Sans renouveler le genre, très américain, du film de procès (dont je suis un grand client, il suffit de me mettre un monologue d'avocat dans un film pour avoir d'emblée mon adhésion), Aaron Sorkin, l'un des scénaristes les plus brillants d'Hollywood, désormais réalisateur, place, comme toujours, le verbe au centre de son récit. Un verbe malmené, interdit, violenté, interrompu par une justice qui n'en est plus une, incarnée par un juge partial et sénile (brillamment interprété par le trop rare Frank Langella).
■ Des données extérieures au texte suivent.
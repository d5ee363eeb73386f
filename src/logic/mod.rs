//! Picker transition logic.
//!
//! Free functions that mutate [`crate::state::PickerState`] in response to
//! control input and emit [`crate::events::PickerEvent`]s over the
//! renderer-bound channel. Every function here is synchronous; the async
//! edges (debounce, loading) live in [`crate::events`].

pub mod catalog;
pub mod query;
pub mod selection;
pub mod tabs;

pub use catalog::{apply_catalog, apply_load_result};
pub use query::apply_query;
pub use selection::{activate_selected, move_selection};
pub use tabs::{next_tab, prev_tab, switch_collection};
//! OWO document validation and parsing.
//!
//! Validation is two-tiered: the document shape is checked strictly up
//! front (a file that is not an OWO catalog is rejected outright), while
//! individual items are sanitized leniently (one bad entry is dropped with
//! a warning and never takes its category down with it).

use std::collections::HashSet;
use std::sync::LazyLock;

use regex::Regex;
use serde_json::Value;

use crate::error::{CatalogError, ParseWarning};
use crate::state::{EmojiCollection, EmojiItem, EmojiKind};

/// Matches the `src` attribute of an HTML `<img>` tag, case-insensitively.
static IMG_SRC: LazyLock<Regex> = LazyLock::new(|| {
    Regex::new(r#"(?i)src=['"]([^'"]+)['"]"#).expect("img src pattern is valid")
});

/// Collections parsed from one document, together with every non-fatal
/// finding made along the way.
#[derive(Clone, Debug, Default)]
pub struct ParseOutcome {
    /// Collections in document order; zero-item categories are omitted.
    pub collections: Vec<EmojiCollection>,
    /// Item drops, duplicate keys, and omitted categories.
    pub warnings: Vec<ParseWarning>,
}

/// What: Parse a validated OWO document into emoji collections.
///
/// Inputs:
/// - `data`: Decoded JSON document.
/// - `origin`: Source URL or file label, recorded on each collection and
///   used in diagnostics.
///
/// Output:
/// - `ParseOutcome` with collections in document order and typed warnings.
///
/// # Errors
/// - Returns [`CatalogError::SchemaValidation`] when the document shape
///   does not match the OWO catalog schema; the whole document is rejected
///   and nothing is partially accepted at this level.
///
/// Details:
/// - Item-level defects (fields that trim to empty) are reported as
///   [`ParseWarning::InvalidItem`] and skip only that item.
/// - Duplicate keys within a category are kept and warned about; the
///   merger resolves them first-occurrence-wins.
pub fn parse_document(data: &Value, origin: &str) -> Result<ParseOutcome, CatalogError> {
    let categories = validate_structure(data).map_err(|reason| CatalogError::SchemaValidation {
        origin: origin.to_string(),
        reason,
    })?;

    let mut outcome = ParseOutcome::default();
    for (name, kind, container) in categories {
        if let Some(collection) = parse_category(name, kind, container, origin, &mut outcome.warnings)
        {
            outcome.collections.push(collection);
        }
    }
    Ok(outcome)
}

/// What: Validate the document shape and borrow its categories.
///
/// Inputs:
/// - `data`: Decoded JSON document.
///
/// Output:
/// - `(name, kind, container)` triples in document order, or the first
///   structural violation as a human-readable reason.
///
/// Details:
/// - Strict by design: one malformed category anywhere rejects the whole
///   document, so a file that is not an OWO catalog is never half-imported.
#[allow(clippy::type_complexity)]
fn validate_structure(data: &Value) -> Result<Vec<(&str, EmojiKind, &[Value])>, String> {
    let Some(document) = data.as_object() else {
        return Err("top level is not an object".to_string());
    };

    let mut categories = Vec::with_capacity(document.len());
    for (name, value) in document {
        if name.trim().is_empty() {
            return Err("category with a blank name".to_string());
        }
        let Some(category) = value.as_object() else {
            return Err(format!("category `{name}` is not an object"));
        };
        let Some(kind) = category
            .get("type")
            .and_then(Value::as_str)
            .and_then(EmojiKind::from_wire)
        else {
            return Err(format!("category `{name}` has a missing or unknown `type`"));
        };
        let Some(container) = category.get("container").and_then(Value::as_array) else {
            return Err(format!("category `{name}` has no `container` array"));
        };
        for (index, entry) in container.iter().enumerate() {
            let Some(entry) = entry.as_object() else {
                return Err(format!("entry {index} in `{name}` is not an object"));
            };
            for field in ["icon", "text"] {
                match entry.get(field).and_then(Value::as_str) {
                    Some(s) if !s.is_empty() => {}
                    _ => {
                        return Err(format!(
                            "entry {index} in `{name}` has a missing or empty `{field}`"
                        ));
                    }
                }
            }
        }
        categories.push((name.as_str(), kind, container.as_slice()));
    }
    Ok(categories)
}

/// What: Parse one category's container into a collection.
///
/// Inputs:
/// - `name`/`kind`/`container`: Validated category pieces.
/// - `origin`: Source label recorded on the collection.
/// - `warnings`: Sink for item drops, duplicate keys, and omission.
///
/// Output:
/// - `Some(EmojiCollection)` when at least one item survives sanitation;
///   `None` (with an [`ParseWarning::EmptyCategory`] entry) otherwise.
fn parse_category(
    name: &str,
    kind: EmojiKind,
    container: &[Value],
    origin: &str,
    warnings: &mut Vec<ParseWarning>,
) -> Option<EmojiCollection> {
    let mut items = Vec::with_capacity(container.len());
    for (index, entry) in container.iter().enumerate() {
        match parse_item(entry, name, kind, index) {
            Ok(item) => items.push(item),
            Err(reason) => {
                tracing::warn!(
                    category = %name,
                    index,
                    reason = %reason,
                    "dropping invalid catalog item"
                );
                warnings.push(ParseWarning::InvalidItem {
                    category: name.to_string(),
                    index,
                    reason,
                });
            }
        }
    }

    // Soft invariant only: both copies stay, the merger keeps the first.
    let mut seen = HashSet::new();
    for item in &items {
        if !seen.insert(item.key.as_str()) {
            tracing::warn!(category = %name, key = %item.key, "duplicate emoji key");
            warnings.push(ParseWarning::DuplicateKey {
                category: name.to_string(),
                key: item.key.clone(),
            });
        }
    }

    if items.is_empty() {
        warnings.push(ParseWarning::EmptyCategory {
            category: name.to_string(),
        });
        return None;
    }
    Some(EmojiCollection {
        name: name.to_string(),
        kind,
        items,
        source: origin.to_string(),
    })
}

/// What: Sanitize one container entry into an [`EmojiItem`].
///
/// Inputs:
/// - `entry`: Validated container object (string `icon` and `text` exist).
/// - `category`/`kind`/`index`: Context for key synthesis and typing.
///
/// Output:
/// - The sanitized item, or a reason string when a field trims to empty.
///
/// Details:
/// - Image items resolve their URL from an `<img src=...>` attribute when
///   the icon carries markup; otherwise the raw icon value is the URL.
fn parse_item(
    entry: &Value,
    category: &str,
    kind: EmojiKind,
    index: usize,
) -> Result<EmojiItem, String> {
    let icon = entry
        .get("icon")
        .and_then(Value::as_str)
        .unwrap_or_default()
        .trim();
    let text = entry
        .get("text")
        .and_then(Value::as_str)
        .unwrap_or_default()
        .trim();
    if icon.is_empty() {
        return Err("`icon` is empty after trimming".to_string());
    }
    if text.is_empty() {
        return Err("`text` is empty after trimming".to_string());
    }

    let (icon, url) = if kind == EmojiKind::Image {
        match extract_img_src(icon) {
            Some(src) => (src.clone(), Some(src)),
            None => (icon.to_string(), Some(icon.to_string())),
        }
    } else {
        (icon.to_string(), None)
    };

    Ok(EmojiItem {
        key: item_key(category, index),
        icon,
        text: text.to_string(),
        kind,
        category: category.to_string(),
        url,
    })
}

/// What: Synthesize the stable item key.
///
/// Inputs:
/// - `category`: Raw category name.
/// - `index`: Positional index within the source container array.
///
/// Output:
/// - Lower-cased category with each whitespace run collapsed to one `_`,
///   followed by `_{index}`.
fn item_key(category: &str, index: usize) -> String {
    let mut slug = String::with_capacity(category.len() + 4);
    let mut in_whitespace = false;
    for ch in category.to_lowercase().chars() {
        if ch.is_whitespace() {
            if !in_whitespace {
                slug.push('_');
            }
            in_whitespace = true;
        } else {
            slug.push(ch);
            in_whitespace = false;
        }
    }
    format!("{slug}_{index}")
}

/// Extract the `src` attribute of an `<img>` tag, if the string carries one.
fn extract_img_src(html: &str) -> Option<String> {
    IMG_SRC
        .captures(html)
        .and_then(|caps| caps.get(1))
        .map(|m| m.as_str().to_string())
}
Le propos est évidemment politique (tout comme l'est ce procès, qui fait de ses accusés des symboles de la répression de l'opposition), et Sorkin le sait très bien, sortant son film à quelques jours des élections présidentielles américaines. Mais il ne s'en cache pas et réalise ici un beau film de lutte (les flashbacks revenant sur le déroulement précis des manifestations de Chicago, tout en tension, sont particulièrement réussis). Articulé autour de trois lieux (la ville de Chicago où se déroulent les manifestations, le tribunal et la "Maison du complot" où logent les accusés durant la durée du procès) et donc de trois temporalités, le film, pourtant massif (deux heures chargées de noms et de récits), ne perd jamais son rythme, notamment grâce à un humour particulièrement efficace (Sacha Baron Cohen et Jeremy Strong, en hippies, sont tordants, bien soutenus par le flegme désabusé de Mark Rylance, tout en ironie).
S'il reste, dans sa mise en scène, d'un académisme qu'on n'aurait aimé voir un peu secoué, Les Sept de Chicago reste une jolie réussite.